This Madison Home is One of a Kind

By Melanie Radzicki McManus | Photography by Nicole Hansen Photography & Shanna Wolf

For several years, Greta Drammeh felt drawn to a vacant home four doors down from her own in Madison’s Faircrest neighborhood. The longer it remained unoccupied, the more she felt compelled to bring it back to life.

She also intuited that the trilevel structure, built in 1962 as a Parade Home, would be a better fit for the future she envisioned than the raised ranch she currently shared with her son.

So Drammeh wrote to the homeowner to inquire about purchasing it, but never heard back. A year later, a dumpster appeared in the front yard. The home had been sold to a builder, who planned to flip it. She approached the builder, begging to buy it. The builder quoted a price and gave her 24 hours to decide. As the owner of Madison’s Geode Collaborative Design — plus a realtor and rental property owner — Drammeh knew she could transform it into a space perfectly suited to her personality and preferences. So, she snapped it up.

“They had gutted it to the studs, so that was a little sad because it was a Parade Home and I would’ve loved to see the original setting,” she says. “I’m always thinking about the age of a home and its architecture, trying to make everything cohesive and in alignment with itself.”

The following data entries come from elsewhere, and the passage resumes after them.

//! Cryptocore - streaming digests, HMAC, CBC chaining and a CSPRNG facade
//!
//! This library provides a small cryptographic core built around pluggable
//! algorithm descriptors. Callers pick a descriptor, create a context sized
//! for it, stream data through it and write the result into their own buffer.
//!
//! # Quick Start
//!
//! ```rust
//! use cryptocore::{DigestContext, HmacContext, Sha256};
//!
//! // Streaming digest
//! let mut ctx = DigestContext::init(&Sha256);
//! ctx.update(b"hello ");
//! ctx.update(b"world");
//! let mut digest = [0u8; 32];
//! ctx.finalize_into(&mut digest);
//! assert_eq!(digest, Sha256::digest(b"hello world"));
//!
//! // Message authentication
//! let mut mac = HmacContext::init(&Sha256, b"key");
//! mac.update(b"message");
//! let mut tag = [0u8; 32];
//! mac.finalize_into(&mut tag);
//! ```
//!
//! # Features
//!
//! - **Merkle-Damgard engine** - any block-oriented compression function via
//!   [`DigestAlgorithm`], with bulk compression of aligned input
//! - **HMAC** - RFC 2104 over any descriptor whose output fits its block
//! - **CBC** - whole-block chaining over any [`BlockCipher`], DES and 3DES
//!   included
//! - **Random bytes** - HMAC-DRBG seeded from the operating system
//! - **Secret hygiene** - constant-time comparison and non-elidable zeroing

#![warn(missing_docs)]
#![warn(clippy::all)]
#![warn(clippy::pedantic)]
#![allow(clippy::missing_errors_doc)]
#![allow(clippy::missing_panics_doc)]

pub mod cipher;
pub mod ct;
pub mod digest;
pub mod error;
pub mod hmac;
pub mod rng;

pub use cipher::{BlockCipher, CbcContext, Des, TripleDes};
pub use ct::{constant_time_equal, secure_zero};
pub use digest::{ByteOrder, DigestAlgorithm, DigestContext, LengthField, Sha224, Sha256, digest_into};
pub use error::{CipherError, RngError};
pub use hmac::{HmacContext, hmac_into};
pub use rng::{EntropySource, OsEntropy, RngConfig, RngHandle, fill_random, process_rng};

/// Crate version
pub const VERSION: &str = env!("CARGO_PKG_VERSION");
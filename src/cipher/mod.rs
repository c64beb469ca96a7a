//! Block cipher primitives and the CBC chaining mode built on them.

mod cbc;
mod des;

pub use cbc::CbcContext;
pub use des::{Des, TripleDes};

use crate::error::CipherError;

/// A keyed single-block transform.
///
/// Implementations are key-scheduled once by [`BlockCipher::with_key`] and
/// are read-only afterwards, so one keyed instance can be shared across
/// threads.
pub trait BlockCipher: Send + Sync {
    /// Schedule `key` into a ready-to-use primitive.
    fn with_key(key: &[u8]) -> Result<Self, CipherError>
    where
        Self: Sized;

    /// Bytes per block.
    fn block_size(&self) -> usize;

    /// Encrypt exactly one block from `input` into `output`.
    fn encrypt_block(&self, input: &[u8], output: &mut [u8]) -> Result<(), CipherError>;

    /// Decrypt exactly one block from `input` into `output`.
    fn decrypt_block(&self, input: &[u8], output: &mut [u8]) -> Result<(), CipherError>;
}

While Drammeh didn’t plan to recreate a 1960s-era home, which would have meant tiny bathrooms and compact closets, she did reinstall one wall the builder had torn down so the floor plan wasn’t too open. She also refinished the original oak flooring, reset a built-in record player that had been removed and added six skylights and six windows to brighten things up.

“Natural light is a huge priority for me,” she says. “It’s good for your mood, and I have a lot of plants.”

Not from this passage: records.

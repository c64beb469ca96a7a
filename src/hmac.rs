//! HMAC (RFC 2104) over any [`DigestAlgorithm`].

use crate::ct::{constant_time_equal, secure_zero};
use crate::digest::{DigestAlgorithm, DigestContext};

const IPAD: u8 = 0x36;
const OPAD: u8 = 0x5c;

/// Keyed message authentication state.
///
/// The inner and outer digests are seeded with the padded key during
/// [`HmacContext::init`]; no raw key bytes are retained afterwards.
pub struct HmacContext<'d, D: DigestAlgorithm> {
    inner: DigestContext<'d, D>,
    outer: DigestContext<'d, D>,
    scratch: Vec<u8>,
}

impl<'d, D: DigestAlgorithm> HmacContext<'d, D> {
    /// Derive the pad blocks from `key` and seed both digest contexts.
    ///
    /// Keys longer than the block size are hashed first.
    ///
    /// # Panics
    ///
    /// Panics if the descriptor's output is larger than its block.
    #[must_use]
    pub fn init(descriptor: &'d D, key: &[u8]) -> Self {
        let block_size = descriptor.block_size();
        let output_size = descriptor.output_size();
        assert!(
            output_size <= block_size,
            "HMAC needs output size {output_size} <= block size {block_size}"
        );

        let mut scratch = vec![0u8; block_size];
        if key.len() > block_size {
            let mut key_ctx = DigestContext::init(descriptor);
            key_ctx.update(key);
            key_ctx.finalize_into(&mut scratch[..output_size]);
        } else {
            scratch[..key.len()].copy_from_slice(key);
        }

        for byte in &mut scratch {
            *byte ^= IPAD;
        }
        let inner = DigestContext::with_prefix_block(descriptor, &scratch);

        for byte in &mut scratch {
            *byte ^= IPAD ^ OPAD;
        }
        let outer = DigestContext::with_prefix_block(descriptor, &scratch);

        secure_zero(&mut scratch);

        Self {
            inner,
            outer,
            scratch,
        }
    }

    /// Append `data` to the authenticated message.
    pub fn update(&mut self, data: &[u8]) {
        self.inner.update(data);
    }

    /// Write the authentication tag to `out` and consume the context.
    ///
    /// # Panics
    ///
    /// Panics if `out.len()` differs from the descriptor's output size.
    pub fn finalize_into(mut self, out: &mut [u8]) {
        self.finish(out);
    }

    /// Recompute the tag and compare it with `expected` in constant time.
    #[must_use]
    pub fn verify(mut self, expected: &[u8]) -> bool {
        let output_size = self.tag_into_scratch();
        let matches = constant_time_equal(&self.scratch[..output_size], expected);
        secure_zero(&mut self.scratch);
        matches
    }

    fn finish(&mut self, out: &mut [u8]) {
        let output_size = self.inner.descriptor().output_size();
        assert_eq!(out.len(), output_size, "digest output buffer size");
        self.tag_into_scratch();
        out.copy_from_slice(&self.scratch[..output_size]);
        secure_zero(&mut self.scratch);
    }

    /// Run both digests, leaving the tag at the front of `scratch`.
    fn tag_into_scratch(&mut self) -> usize {
        let output_size = self.inner.descriptor().output_size();
        let buf = &mut self.scratch[..output_size];
        self.inner.finish(buf);
        self.outer.update(buf);
        self.outer.finish(buf);
        output_size
    }
}

impl<D: DigestAlgorithm> Drop for HmacContext<'_, D> {
    fn drop(&mut self) {
        secure_zero(&mut self.scratch);
    }
}

impl<D: DigestAlgorithm> core::fmt::Debug for HmacContext<'_, D> {
    fn fmt(&self, f: &mut core::fmt::Formatter<'_>) -> core::fmt::Result {
        f.debug_struct("HmacContext")
            .field("inner", &self.inner)
            .finish_non_exhaustive()
    }
}

/// Authenticate `data` under `key` in one call.
///
/// # Panics
///
/// Panics if `out.len()` differs from the descriptor's output size.
pub fn hmac_into<D: DigestAlgorithm>(descriptor: &D, key: &[u8], data: &[u8], out: &mut [u8]) {
    let mut ctx = HmacContext::init(descriptor, key);
    ctx.update(data);
    ctx.finalize_into(out);
}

When it came time for the designing and decorating, Drammeh selected neutral tones for the more permanent and expensive items, such as the cabinets, countertops and tile. She injected color and personality via paint, furniture, artwork and accessories.

“I have this creative designer brain, plus a realtor brain,” she says. “Unless you plan to live somewhere forever, don’t do anything too crazy with the home’s permanent aspects, but play a lot with the parts that are easy to change.”

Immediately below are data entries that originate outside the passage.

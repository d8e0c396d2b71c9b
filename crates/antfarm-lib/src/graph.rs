use std::collections::HashMap;
use std::fmt;

use serde::Serialize;

use crate::error::Error;

/// Dense index of a room inside a [`Graph`], assigned in declaration order.
#[derive(Debug, Clone, Copy, PartialEq, Eq, Hash, PartialOrd, Ord, Serialize)]
#[serde(transparent)]
pub struct RoomId(usize);

impl RoomId {
    /// Position of the room in the arena.
    pub fn index(self) -> usize {
        self.0
    }
}

impl fmt::Display for RoomId {
    fn fmt(&self, f: &mut fmt::Formatter<'_>) -> fmt::Result {
        write!(f, "#{}", self.0)
    }
}

/// A room declared in the farm description.
#[derive(Debug, Clone, PartialEq, Eq)]
pub struct Room {
    pub name: String,
    pub x: i64,
    pub y: i64,
}

/// Room graph used by the path finder and the scheduler.
///
/// Rooms live in an arena indexed by [`RoomId`]; adjacency is kept in a
/// separate list keyed by the same id, in tunnel declaration order.
#[derive(Debug, Clone)]
pub struct Graph {
    rooms: Vec<Room>,
    name_to_id: HashMap<String, RoomId>,
    adjacency: Vec<Vec<RoomId>>,
    start: RoomId,
    end: RoomId,
}

impl Graph {
    /// Start an empty [`GraphBuilder`].
    pub fn builder() -> GraphBuilder {
        GraphBuilder::default()
    }

    pub fn start(&self) -> RoomId {
        self.start
    }

    pub fn end(&self) -> RoomId {
        self.end
    }

    pub fn room_count(&self) -> usize {
        self.rooms.len()
    }

    /// Number of distinct tunnels.
    pub fn tunnel_count(&self) -> usize {
        self.adjacency.iter().map(Vec::len).sum::<usize>() / 2
    }

    pub fn room(&self, id: RoomId) -> &Room {
        &self.rooms[id.0]
    }

    pub fn room_name(&self, id: RoomId) -> &str {
        &self.rooms[id.0].name
    }

    /// Lookup a room identifier by its case-sensitive name.
    pub fn room_id(&self, name: &str) -> Option<RoomId> {
        self.name_to_id.get(name).copied()
    }

    /// Return the neighbours of a room in tunnel declaration order.
    pub fn neighbours(&self, room: RoomId) -> &[RoomId] {
        self.adjacency.get(room.0).map(Vec::as_slice).unwrap_or(&[])
    }

    pub fn degree(&self, room: RoomId) -> usize {
        self.neighbours(room).len()
    }
}

/// Conflicts detected while assembling a [`Graph`].
///
/// These carry no source position; the loader attaches one through
/// [`GraphConflict::at_line`].
#[derive(Debug, Clone, PartialEq, Eq)]
pub enum GraphConflict {
    DuplicateName {
        name: String,
    },
    DuplicateCoordinates {
        name: String,
        existing: String,
        x: i64,
        y: i64,
    },
    UnknownRoom {
        name: String,
    },
    SelfTunnel {
        name: String,
    },
    MissingStart,
    MissingEnd,
    StartIsEnd {
        name: String,
    },
}

impl GraphConflict {
    /// Convert into a library [`Error`] reported against `line`.
    pub fn at_line(self, line: usize) -> Error {
        match self {
            GraphConflict::DuplicateName { name } => Error::DuplicateRoom { line, name },
            GraphConflict::DuplicateCoordinates {
                name,
                existing,
                x,
                y,
            } => Error::DuplicateCoordinates {
                line,
                name,
                existing,
                x,
                y,
            },
            GraphConflict::UnknownRoom { name } => Error::UnknownRoom { line, name },
            GraphConflict::SelfTunnel { name } => Error::SelfTunnel { line, name },
            GraphConflict::MissingStart => Error::MissingStart,
            GraphConflict::MissingEnd => Error::MissingEnd,
            GraphConflict::StartIsEnd { name } => Error::StartIsEnd { name },
        }
    }
}

impl fmt::Display for GraphConflict {
    fn fmt(&self, f: &mut fmt::Formatter<'_>) -> fmt::Result {
        // Reuse the error wording without a line prefix.
        let message = self.clone().at_line(0).to_string();
        f.write_str(message.trim_start_matches("line 0: "))
    }
}

impl std::error::Error for GraphConflict {}

/// Incremental, validating constructor for [`Graph`].
#[derive(Debug, Default)]
pub struct GraphBuilder {
    rooms: Vec<Room>,
    name_to_id: HashMap<String, RoomId>,
    coordinates: HashMap<(i64, i64), RoomId>,
    adjacency: Vec<Vec<RoomId>>,
    start: Option<RoomId>,
    end: Option<RoomId>,
}

impl GraphBuilder {
    /// Declare a room. Names and coordinates must be unique.
    pub fn add_room(
        &mut self,
        name: &str,
        x: i64,
        y: i64,
    ) -> std::result::Result<RoomId, GraphConflict> {
        if self.name_to_id.contains_key(name) {
            return Err(GraphConflict::DuplicateName {
                name: name.to_string(),
            });
        }
        if let Some(existing) = self.coordinates.get(&(x, y)) {
            return Err(GraphConflict::DuplicateCoordinates {
                name: name.to_string(),
                existing: self.rooms[existing.0].name.clone(),
                x,
                y,
            });
        }

        let id = RoomId(self.rooms.len());
        self.rooms.push(Room {
            name: name.to_string(),
            x,
            y,
        });
        self.name_to_id.insert(name.to_string(), id);
        self.coordinates.insert((x, y), id);
        self.adjacency.push(Vec::new());
        Ok(id)
    }

    /// Declare a tunnel between two existing rooms.
    ///
    /// Returns `false` when the tunnel was already declared; repeated tunnels
    /// do not add capacity.
    pub fn add_tunnel(&mut self, a: &str, b: &str) -> std::result::Result<bool, GraphConflict> {
        let a_id = self.lookup(a)?;
        let b_id = self.lookup(b)?;
        if a_id == b_id {
            return Err(GraphConflict::SelfTunnel {
                name: a.to_string(),
            });
        }
        if self.adjacency[a_id.0].contains(&b_id) {
            return Ok(false);
        }
        self.adjacency[a_id.0].push(b_id);
        self.adjacency[b_id.0].push(a_id);
        Ok(true)
    }

    pub fn set_start(&mut self, room: RoomId) -> &mut Self {
        self.start = Some(room);
        self
    }

    pub fn set_end(&mut self, room: RoomId) -> &mut Self {
        self.end = Some(room);
        self
    }

    /// Lookup a previously declared room.
    pub fn room_id(&self, name: &str) -> Option<RoomId> {
        self.name_to_id.get(name).copied()
    }

    /// Finish the graph, checking that start and end are set and distinct.
    pub fn build(self) -> std::result::Result<Graph, GraphConflict> {
        let start = self.start.ok_or(GraphConflict::MissingStart)?;
        let end = self.end.ok_or(GraphConflict::MissingEnd)?;
        if start == end {
            return Err(GraphConflict::StartIsEnd {
                name: self.rooms[start.0].name.clone(),
            });
        }

        Ok(Graph {
            rooms: self.rooms,
            name_to_id: self.name_to_id,
            adjacency: self.adjacency,
            start,
            end,
        })
    }

    fn lookup(&self, name: &str) -> std::result::Result<RoomId, GraphConflict> {
        self.room_id(name).ok_or_else(|| GraphConflict::UnknownRoom {
            name: name.to_string(),
        })
    }
}

const WORD_BITS: usize = u64::BITS as usize;

/// Fixed-capacity bitset over room identifiers.
#[derive(Debug, Clone, PartialEq, Eq)]
pub struct RoomSet {
    words: Vec<u64>,
}

impl RoomSet {
    /// Create an empty set able to hold every room of `graph`.
    pub fn for_graph(graph: &Graph) -> Self {
        Self::with_capacity(graph.room_count())
    }

    pub fn with_capacity(rooms: usize) -> Self {
        Self {
            words: vec![0; rooms.div_ceil(WORD_BITS)],
        }
    }

    /// Insert a room, returning `true` if it was not yet present.
    pub fn insert(&mut self, room: RoomId) -> bool {
        let (word, mask) = Self::slot(room);
        let present = self.words[word] & mask != 0;
        self.words[word] |= mask;
        !present
    }

    pub fn contains(&self, room: RoomId) -> bool {
        let (word, mask) = Self::slot(room);
        self.words
            .get(word)
            .map(|bits| bits & mask != 0)
            .unwrap_or(false)
    }

    pub fn clear(&mut self) {
        self.words.iter_mut().for_each(|word| *word = 0);
    }

    pub fn len(&self) -> usize {
        self.words
            .iter()
            .map(|word| word.count_ones() as usize)
            .sum()
    }

    pub fn is_empty(&self) -> bool {
        self.words.iter().all(|word| *word == 0)
    }

    fn slot(room: RoomId) -> (usize, u64) {
        (room.0 / WORD_BITS, 1u64 << (room.0 % WORD_BITS))
    }
}

impl Extend<RoomId> for RoomSet {
    fn extend<T: IntoIterator<Item = RoomId>>(&mut self, iter: T) {
        for room in iter {
            self.insert(room);
        }
    }
}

Drammeh’s decorating philosophy is to make every space in a client’s home one that inspires them to be happy and productive — plus weaves in bits of their personality and interests. For her, that means some Scandinavian touches, a look she admires, but also hints of West Africa and the Caribbean, places she formerly lived while studying traditional West African dance. Asymmetry is important, because she loves nature, and nature is never symmetrical. And she needs natural lines that evoke movement, a nod to her love of dance.

“Everything I look at in this house reminds me of who I am and where I came from,” she says. “And that makes me feel at home.”